- What you will do
Search the records for the string "main", then copy each line where it appears.

Source records
^^^^^^^^
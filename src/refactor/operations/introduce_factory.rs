//! Introduce Factory: route `new C(...)` through a static factory method.

use std::path::PathBuf;

use crate::ast::{Ast, CompilationUnit, NodeId, NodeKind, Slot};
use crate::error::Result;
use crate::rewrite::Part;
use crate::scope::{BindingId, BindingKind, ProgressMonitor, SymbolKey, UsageAnalyzer};

use super::support::{arguments, constructor_of, find_references, forwarded_parameter, not_checked, warn_low_confidence};
use super::{Change, ChangeBuilder, RefactoringContext, RefactoringOperation, RefactoringStatus, Severity, check_identifier, selected_node};

#[derive(Debug, Clone)]
struct Target {
    class: NodeId,
    binding: BindingId,
    class_name: String,
    factory: String,
    /// Parameter declarations and the matching arguments of the inner `new`.
    params: Vec<String>,
    args: Vec<String>,
}

/// Add `static createC(...)` to a class and make every `new C(...)` call it.
#[derive(Debug, Clone, Default)]
pub struct IntroduceFactory {
    /// Factory name; `create` followed by the class name when unset.
    pub name: Option<String>,
    target: Option<Target>,
    sites: Vec<(PathBuf, NodeId)>,
}

impl IntroduceFactory {
    /// Create a new IntroduceFactory operation.
    pub fn new() -> Self {
        Self::default()
    }

    pub fn with_name(mut self, name: impl Into<String>) -> Self {
        self.name = Some(name.into());
        self
    }
}

/// The class binding the selection refers to: its name, a `new` of it, or
/// its constructor.
fn selected_class(ast: &Ast, node: NodeId) -> Option<BindingId> {
    let name = match ast.kind(node) {
        NodeKind::Name => node,
        NodeKind::New => ast.child(node, Slot::Callee)?,
        NodeKind::ClassDecl => ast.child(node, Slot::Name)?,
        NodeKind::MethodDecl | NodeKind::PropertyName => {
            let member = ast.ancestors_inclusive(node).find(|a| ast.kind(*a) == NodeKind::MethodDecl)?;
            if ast.declared_name(member) != Some("constructor") {
                return None;
            }
            ast.child(ast.parent(member)?, Slot::Name)?
        }
        _ => return None,
    };
    ast.binding_of(name).filter(|b| ast.binding(*b).kind == BindingKind::Class)
}

impl RefactoringOperation for IntroduceFactory {
    fn name(&self) -> &'static str {
        "Introduce Factory"
    }

    fn check_selection(&mut self, ctx: &RefactoringContext) -> Result<RefactoringStatus> {
        let unit = ctx.unit()?;
        let ast = &unit.ast;
        let node = selected_node(unit, ctx.selection);
        let Some(binding) = selected_class(ast, node) else {
            return Ok(RefactoringStatus::fatal("select a class, its constructor or a 'new' of it"));
        };
        let Some(class) = ast
            .binding(binding)
            .declaration
            .and_then(|n| ast.parent(n))
            .filter(|c| ast.kind(*c) == NodeKind::ClassDecl)
        else {
            return Ok(RefactoringStatus::fatal("only class declarations can get a factory"));
        };
        let class_name = ast.binding(binding).name.clone();
        let factory = self.name.clone().unwrap_or_else(|| format!("create{class_name}"));
        let status = check_identifier(&factory, "method");
        if status.has_fatal() {
            return Ok(status);
        }
        if ast
            .bindings()
            .members_of(class)
            .iter()
            .any(|m| ast.binding(*m).name == factory)
        {
            return Ok(RefactoringStatus::fatal(format!("'{class_name}' already has a member named '{factory}'")));
        }

        let mut params = Vec::new();
        let mut args = Vec::new();
        if let Some(constructor) = constructor_of(ast, class) {
            for param in ast.children_in(constructor, Slot::Params) {
                let Some((text, arg)) = forwarded_parameter(ast, &unit.source, param) else {
                    return Ok(RefactoringStatus::fatal("the constructor has destructured parameters"));
                };
                params.push(text);
                args.push(arg);
            }
        }
        self.target = Some(Target {
            class,
            binding,
            class_name,
            factory,
            params,
            args,
        });
        Ok(status)
    }

    fn check_semantics(&mut self, ctx: &RefactoringContext, monitor: &mut dyn ProgressMonitor) -> Result<RefactoringStatus> {
        let target = self.target.clone().ok_or_else(not_checked)?;
        let unit = ctx.unit()?;
        let ast = &unit.ast;
        let mut status = RefactoringStatus::new();

        let references: Vec<(&CompilationUnit, NodeId)> = match SymbolKey::of(ast, target.binding) {
            Some(key) => find_references(ctx, &key, monitor)?
                .into_iter()
                .map(|r| {
                    warn_low_confidence(&mut status, &r, &format!("reference to {key}"));
                    (r.unit, r.node)
                })
                .collect(),
            None => UsageAnalyzer::new(ast)
                .references(target.binding, ast.root())
                .into_iter()
                .map(|u| (unit, u.node))
                .collect(),
        };

        self.sites.clear();
        for (site_unit, node) in references {
            let sast = &site_unit.ast;
            match sast.parent(node) {
                Some(new) if sast.kind(new) == NodeKind::New && sast.slot(node) == Slot::Callee => {
                    self.sites.push((site_unit.path.clone(), new));
                }
                Some(parent) if sast.kind(parent) == NodeKind::ClassDecl || sast.kind(parent) == NodeKind::ClassExpr => {
                    if sast.slot(node) == Slot::Heritage {
                        status.add_at(
                            Severity::Info,
                            "subclasses still call the constructor directly",
                            site_unit,
                            sast.range(parent),
                        );
                    }
                }
                _ => {}
            }
        }
        tracing::debug!(sites = self.sites.len(), "constructor calls to redirect");
        Ok(status)
    }

    fn compute_edits(&mut self, ctx: &RefactoringContext, _monitor: &mut dyn ProgressMonitor) -> Result<Change> {
        let target = self.target.as_ref().ok_or_else(not_checked)?;
        let unit = ctx.unit()?;
        let ast = &unit.ast;
        let indent = &ctx.config.indent;
        let mut builder = ChangeBuilder::new();

        {
            let rewrite = builder.rewrite(unit);
            let text = format!(
                "static {}({}) {{\n{indent}return new {}({});\n}}",
                target.factory,
                target.params.join(", "),
                target.class_name,
                target.args.join(", ")
            );
            let factory = rewrite.create_string_placeholder(text, NodeKind::MethodDecl);
            match constructor_of(ast, target.class) {
                Some(constructor) => rewrite.insert_after(ast, constructor, factory, None)?,
                None => rewrite
                    .list(ast, target.class, Slot::Members)
                    .insert_first(factory, None),
            }
        }

        for (path, new) in &self.sites {
            let site_unit = ctx.workspace.require(path)?;
            let sast = &site_unit.ast;
            let callee = sast
                .child(*new, Slot::Callee)
                .map_or(target.class_name.as_str(), |c| sast.text(c, &site_unit.source));
            let mut parts = vec![Part::Text(format!("{callee}.{}(", target.factory))];
            for (i, arg) in arguments(sast, *new).into_iter().enumerate() {
                if i > 0 {
                    parts.push(", ".into());
                }
                parts.push(Part::Copy(arg));
            }
            parts.push(")".into());
            let rewrite = builder.rewrite(site_unit);
            let call = rewrite.compose(parts, NodeKind::Call);
            rewrite.replace(sast, *new, call, None)?;
        }
        builder.build(self.name(), ctx)
    }
}

#[cfg(test)]
mod tests {
    use super::*;
    use crate::refactor::Workspace;
    use crate::refactor::operations::{RefactoringResult, RefactoringRunner};
    use pretty_assertions::assert_eq;
    use std::path::Path;

    fn run(ctx: &RefactoringContext, op: &mut IntroduceFactory) -> RefactoringResult {
        RefactoringRunner::new().run(op, ctx).unwrap()
    }

    fn single(src: &str, selected: &str) -> RefactoringResult {
        let ctx = RefactoringContext::for_source("t.js", src).unwrap().select(selected);
        run(&ctx, &mut IntroduceFactory::new())
    }

    fn new_source(result: RefactoringResult) -> String {
        let change = result.into_change().unwrap();
        change.new_source(Path::new("t.js")).unwrap().to_string()
    }

    const POINT: &str = "class Point {\n    constructor(x, y) {\n        this.x = x;\n        this.y = y;\n    }\n}\n";

    #[test]
    fn test_factory_follows_constructor() {
        let src = format!("{POINT}const p = new Point(1, 2);\n");
        assert_eq!(
            new_source(single(&src, "Point")),
            "class Point {\n    constructor(x, y) {\n        this.x = x;\n        this.y = y;\n    }\n\n    static createPoint(x, y) {\n        return new Point(x, y);\n    }\n}\nconst p = Point.createPoint(1, 2);\n"
        );
    }

    #[test]
    fn test_nested_constructions_are_all_redirected() {
        let src = "class Box {\n    constructor(v) {\n        this.v = v;\n    }\n}\nconst b = new Box(new Box(1));\n";
        assert!(new_source(single(src, "new Box(new Box(1))")).contains("const b = Box.createBox(Box.createBox(1));"));
    }

    #[test]
    fn test_class_without_constructor() {
        let out = new_source(single("class Empty {}\nnew Empty();\n", "Empty"));
        assert!(out.contains("static createEmpty() {"));
        assert!(out.ends_with("Empty.createEmpty();\n"));
    }

    #[test]
    fn test_existing_member_is_fatal() {
        let src = "class A {\n    static createA() {\n        return null;\n    }\n}\n";
        assert!(single(src, "A").status.has_fatal());
    }

    #[test]
    fn test_constructions_in_other_units_are_redirected() {
        let mut ws = Workspace::new();
        ws.add_source("point.js", POINT).unwrap();
        ws.add_source("main.js", "const origin = new Point(0, 0);\n").unwrap();
        let ctx = RefactoringContext::new(ws, "point.js").select("constructor");
        let change = run(&ctx, &mut IntroduceFactory::new().with_name("at")).into_change().unwrap();
        assert_eq!(change.new_source(Path::new("main.js")).unwrap(), "const origin = Point.at(0, 0);\n");
    }
}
^^^^^^^^
- Final answer
        ws.add_source("main.js", "const origin = new Point(0, 0);\n").unwrap();
        assert_eq!(change.new_source(Path::new("main.js")).unwrap(), "const origin = Point.at(0, 0);\n");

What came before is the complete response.